I think that one of the hardest things to deal with in terms of modern living and its mobility is the toll it can take on family. The economic reality that people have to go where the jobs are is not something to take lightly, but there’s a price we pay in terms of family, especially extended family, that’s not always easy to deal with. Ultimately we end up sacrificing some of our rootedness in exchange for financial necessity, but that’s not a choice people ought to have to make to the degree modern people often do.
posted June 23, 2010 at 8:05 am
Another beautiful essay, Rod. I hope that pictured embrace isn’t final, in the sense that I hope your boy will have many more chances to see his aunt.

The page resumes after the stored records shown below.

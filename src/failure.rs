//! Post-failure diagnostics.
//!
//! When Create, Provision, or Configure fails, the node's serial console is
//! appended to `<dir>/<target>-<timestamp>-console.log`. Capture problems are
//! logged and swallowed so the original error always reaches the caller.

use std::io::{self, Write};

use camino::{Utf8Path, Utf8PathBuf};
use cap_std::fs::OpenOptions;
use cap_std::{ambient_authority, fs_utf8::Dir};
use chrono::{DateTime, Local};
use thiserror::Error;
use tracing::{debug, warn};

use crate::cloud::CloudApi;

/// Errors raised while persisting console output.
#[derive(Debug, Error, Eq, PartialEq)]
pub enum CaptureError {
    /// Raised when the log directory or file cannot be written.
    #[error("failed to write console log {path}: {message}")]
    Io {
        /// Path that could not be written.
        path: Utf8PathBuf,
        /// Error message returned by the filesystem.
        message: String,
    },
}

/// Writes console output for failed nodes into a local directory.
#[derive(Clone, Debug, Eq, PartialEq)]
pub struct ConsoleLogCapture {
    dir: Utf8PathBuf,
}

impl ConsoleLogCapture {
    /// Captures into `dir`.
    pub fn new(dir: impl Into<Utf8PathBuf>) -> Self {
        Self { dir: dir.into() }
    }

    /// Directory receiving console logs.
    #[must_use]
    pub fn dir(&self) -> &Utf8Path {
        &self.dir
    }

    /// File name used for `target` at `now`.
    #[must_use]
    pub fn file_name(target: &str, now: DateTime<Local>) -> String {
        format!("{target}-{}-console.log", now.format("%Y%m%d_%H%M%S"))
    }

    /// Fetches the console of `target` and appends it to a timestamped log.
    ///
    /// Returns the path written, or `None` when there was nothing to write
    /// or any step failed.
    pub async fn capture<C: CloudApi>(&self, cloud: &C, target: &str) -> Option<Utf8PathBuf> {
        if target.is_empty() {
            return None;
        }
        let console = match cloud.console_output(target).await {
            Ok(Some(console)) if !console.is_empty() => console,
            Ok(_) => {
                debug!(node = %target, "no console output available");
                return None;
            }
            Err(err) => {
                warn!(node = %target, error = %err, "failed to fetch console output");
                return None;
            }
        };

        match self.append(target, &console, Local::now()) {
            Ok(path) => {
                warn!(node = %target, %path, "dumped latest console output");
                Some(path)
            }
            Err(err) => {
                warn!(node = %target, error = %err, "failed to persist console output");
                None
            }
        }
    }

    /// Appends `console` plus a trailing newline to the log for `target`.
    ///
    /// # Errors
    ///
    /// Returns [`CaptureError::Io`] when the directory cannot be opened or
    /// the file cannot be written.
    pub fn append(
        &self,
        target: &str,
        console: &str,
        now: DateTime<Local>,
    ) -> Result<Utf8PathBuf, CaptureError> {
        let name = Self::file_name(target, now);
        let path = self.dir.join(&name);
        let io_error = |err: io::Error| CaptureError::Io {
            path: path.clone(),
            message: err.to_string(),
        };

        let dir = Dir::open_ambient_dir(&self.dir, ambient_authority()).map_err(io_error)?;
        let mut options = OpenOptions::new();
        options.append(true).create(true);
        let mut file = dir.open_with(&name, &options).map_err(io_error)?;
        file.write_all(console.as_bytes()).map_err(io_error)?;
        file.write_all(b"\n").map_err(io_error)?;
        Ok(path)
    }
}

#[cfg(test)]
mod tests {
    use chrono::TimeZone;
    use tempfile::TempDir;

    use super::*;
    use crate::test_support::{SimNode, SimulatedFleet, sample_host};

    fn temp_capture() -> (TempDir, ConsoleLogCapture) {
        let tmp = TempDir::new().unwrap_or_else(|err| panic!("temp dir: {err}"));
        let dir = Utf8PathBuf::from_path_buf(tmp.path().to_path_buf())
            .unwrap_or_else(|path| panic!("non-utf8 temp dir: {}", path.display()));
        (tmp, ConsoleLogCapture::new(dir))
    }

    #[test]
    fn file_name_embeds_timestamp() {
        let now = Local
            .with_ymd_and_hms(2024, 3, 9, 14, 5, 7)
            .single()
            .unwrap_or_else(|| panic!("unambiguous local time"));
        assert_eq!(
            ConsoleLogCapture::file_name("db-n1", now),
            "db-n1-20240309_140507-console.log"
        );
    }

    #[test]
    fn append_accumulates_output() {
        let (_tmp, capture) = temp_capture();
        let now = Local::now();

        capture
            .append("db-n1", "first", now)
            .unwrap_or_else(|err| panic!("first append: {err}"));
        let path = capture
            .append("db-n1", "second", now)
            .unwrap_or_else(|err| panic!("second append: {err}"));

        let contents = std::fs::read_to_string(&path)
            .unwrap_or_else(|err| panic!("read console log: {err}"));
        assert_eq!(contents, "first\nsecond\n");
    }

    #[tokio::test]
    async fn capture_writes_console_from_cloud() {
        let (_tmp, capture) = temp_capture();
        let fleet = SimulatedFleet::new();
        fleet.add_node(SimNode::new(sample_host("db-n1", true)).with_console("kernel panic"));

        let path = capture
            .capture(&fleet.cloud(), "db-n1")
            .await
            .unwrap_or_else(|| panic!("console should be captured"));

        assert!(path.as_str().ends_with("-console.log"));
        let contents = std::fs::read_to_string(&path)
            .unwrap_or_else(|err| panic!("read console log: {err}"));
        assert_eq!(contents, "kernel panic\n");
    }

    #[tokio::test]
    async fn capture_is_silent_without_console() {
        let (_tmp, capture) = temp_capture();
        let fleet = SimulatedFleet::new();
        fleet.add_node(SimNode::new(sample_host("db-n1", true)));

        assert_eq!(capture.capture(&fleet.cloud(), "db-n1").await, None);
    }

    #[tokio::test]
    async fn capture_swallows_missing_directory() {
        let capture = ConsoleLogCapture::new("/nonexistent/nodekeeper-console");
        let fleet = SimulatedFleet::new();
        fleet.add_node(SimNode::new(sample_host("db-n1", true)).with_console("boot log"));

        assert_eq!(capture.capture(&fleet.cloud(), "db-n1").await, None);
    }
}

Erin, I see the issue of division differently than you do. It’s the size of our country, not modernity, that affects geographic separation and has for centuries. Pioneer families who moved out west were even more separated from their families back east than people are now. With far fewer opportunities than we have now to stay in touch, much less hear their voices or see them. They coped with what must have been great loneliness because they had no choice, it was what they had to go through in the world they lived in. The big size of America affected that, not the modern age. Our greater mobility makes it easier for people logistically to go where the jobs are. But technology such as Skype makes it possible for them to stay in touch in ways our ancestors never would have dreamed of.
And, of course, in other nations, some people were and still are separated from their families involuntarily due to authoritarian governments which lock one side in and the other out. As wrenching as it is to be physically far from those we love sometimes, at least we know we have the freedom to get on a plane and go see them, that no governmental forces stand between them and us to cut off contact. Of course, those are points we adults keep in mind. Children, with their huge capacity to love and their great capacity for hope, have a different and often touching view of separation.

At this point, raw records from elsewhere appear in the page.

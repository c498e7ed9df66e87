//! SSH reachability probe.

use tokio::time::sleep;
use tracing::debug;

use crate::retry::RetryPolicy;
use crate::ssh::{RemoteShell, SshEndpoint};

/// Attempts up to `policy.max_attempts()` handshakes against `endpoint`.
///
/// A refused or timed-out connection is an expected outcome and is reported
/// as `false`, never as an error.
pub async fn probe<S>(shell: &S, endpoint: &SshEndpoint, policy: RetryPolicy) -> bool
where
    S: RemoteShell + ?Sized,
{
    let max_attempts = policy.max_attempts();
    for attempt in 1..=max_attempts {
        if shell.handshake(endpoint) {
            debug!(%endpoint, attempt, "ssh handshake succeeded");
            return true;
        }
        debug!(%endpoint, attempt, max_attempts, "ssh handshake failed");
        if attempt < max_attempts {
            sleep(policy.delay_for(attempt)).await;
        }
    }
    false
}
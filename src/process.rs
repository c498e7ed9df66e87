//! Command runner abstraction shared by the SSH, executor, and cloud
//! adapters.

use std::ffi::OsString;
use std::process::Command;

use thiserror::Error;

/// Result of running an external command.
#[derive(Clone, Debug, Eq, PartialEq)]
pub struct CommandOutput {
    /// Exit code reported by the process, if available.
    pub code: Option<i32>,
    /// Captured standard output.
    pub stdout: String,
    /// Captured standard error.
    pub stderr: String,
}

impl CommandOutput {
    /// Returns `true` when the exit code equals zero.
    #[must_use]
    pub const fn is_success(&self) -> bool {
        matches!(self.code, Some(0))
    }

    /// Human readable exit status, `unknown` when the process was killed.
    #[must_use]
    pub fn status_text(&self) -> String {
        self.code
            .map_or_else(|| String::from("unknown"), |code| code.to_string())
    }
}

/// Raised when a command cannot be started at all.
#[derive(Clone, Debug, Error, Eq, PartialEq)]
#[error("failed to spawn {program}: {message}")]
pub struct SpawnError {
    /// Command that failed to start.
    pub program: String,
    /// Operating system error string.
    pub message: String,
}

/// Abstraction over command execution to support fakes in tests.
pub trait CommandRunner {
    /// Runs `program` with the given arguments, capturing stdout and stderr.
    ///
    /// # Errors
    ///
    /// Returns [`SpawnError`] if the command cannot be started.
    fn run(&self, program: &str, args: &[OsString]) -> Result<CommandOutput, SpawnError>;
}

/// Real command runner that shells out to the host operating system.
#[derive(Clone, Debug, Default)]
pub struct ProcessCommandRunner;

impl CommandRunner for ProcessCommandRunner {
    fn run(&self, program: &str, args: &[OsString]) -> Result<CommandOutput, SpawnError> {
        tracing::trace!(program, args = ?args, "spawning command");
        let output = Command::new(program)
            .args(args)
            .output()
            .map_err(|err| SpawnError {
                program: program.to_owned(),
                message: err.to_string(),
            })?;

        Ok(CommandOutput {
            code: output.status.code(),
            stdout: String::from_utf8_lossy(&output.stdout).into_owned(),
            stderr: String::from_utf8_lossy(&output.stderr).into_owned(),
        })
    }
}

/// Expands a leading `~/` prefix to the user's home directory.
///
/// When `HOME` is unset the input is returned unchanged.
///
/// # Examples
///
/// ```
/// # use nodekeeper::process::expand_tilde;
/// assert_eq!(expand_tilde("/absolute/path"), "/absolute/path");
/// ```
#[must_use]
pub fn expand_tilde(path: &str) -> String {
    if let Some(rest) = path.strip_prefix("~/")
        && let Some(home) = std::env::var_os("HOME")
    {
        return format!("{}/{rest}", home.to_string_lossy());
    }
    path.to_owned()
}

#[cfg(test)]
mod tests {
    use super::*;

    #[test]
    fn status_text_reports_missing_code() {
        let output = CommandOutput {
            code: None,
            stdout: String::new(),
            stderr: String::new(),
        };
        assert_eq!(output.status_text(), "unknown");
        assert!(!output.is_success());
    }

    #[test]
    fn expand_tilde_leaves_relative_paths() {
        assert_eq!(expand_tilde("keys/id_rsa"), "keys/id_rsa");
    }

    #[test]
    fn process_runner_reports_spawn_failure() {
        let Err(err) = ProcessCommandRunner.run("nodekeeper-definitely-missing-binary", &[]) else {
            panic!("missing binary should not spawn");
        };
        assert_eq!(err.program, "nodekeeper-definitely-missing-binary");
    }
}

All my best to you and yours, Rod.
posted June 23, 2010 at 12:27 pm
In 27 years of parenthood (the age of our eldest, R), the hardest thing I had to do was walk the path of loss with a child. R was just over 4 years old when my mother passed away, and it took her about a full year to process it and come to grips with it in the abstract sense. Later in her life, as close friends moved away, I could see (and hear) her working out the sense and feeling of a person “going away” in the permanent sense.
As much as I can offer you sympathy as a friend, Rod, it is my admiration for your and Julie’s dealing with this as you have shared with us, working through the wildly different perspectives that children of different ages have, that I wish to emphasize. Preparing our children to deal with these things is the hardest, most thankless part of parenting, and in my view the most important.
posted June 23, 2010 at 1:50 pm
Posts like this show how paltry the most bitter disagreements on politics or even ethics are in the face of the true first things.
You and your sister are truly blessed to have such a family and such friends.
I have and will almost certainly never meet any of you, but through this blog you have touched so many hearts and souls – and though as a person without your faith I cannot pray I can hope for you all.
posted June 23, 2010 at 5:36 pm
Very sweet, Rod. Savor the moments and the memories. We’re blessed to have our oldest son home this week. He’s a recent college grad, soon to be married, and will live with his wife just a few hours away, but I can’t tell you how terribly my wife and I miss him, as well as our daughter who has married and moved away. They were young and in our care for too short a time. Last night as I gazed at my dear son I was struck by how it seemed just moments ago I held him in the palm of my hand. He makes me so proud, but the passing of time is bittersweet, indeed, and a life time isn’t long enough.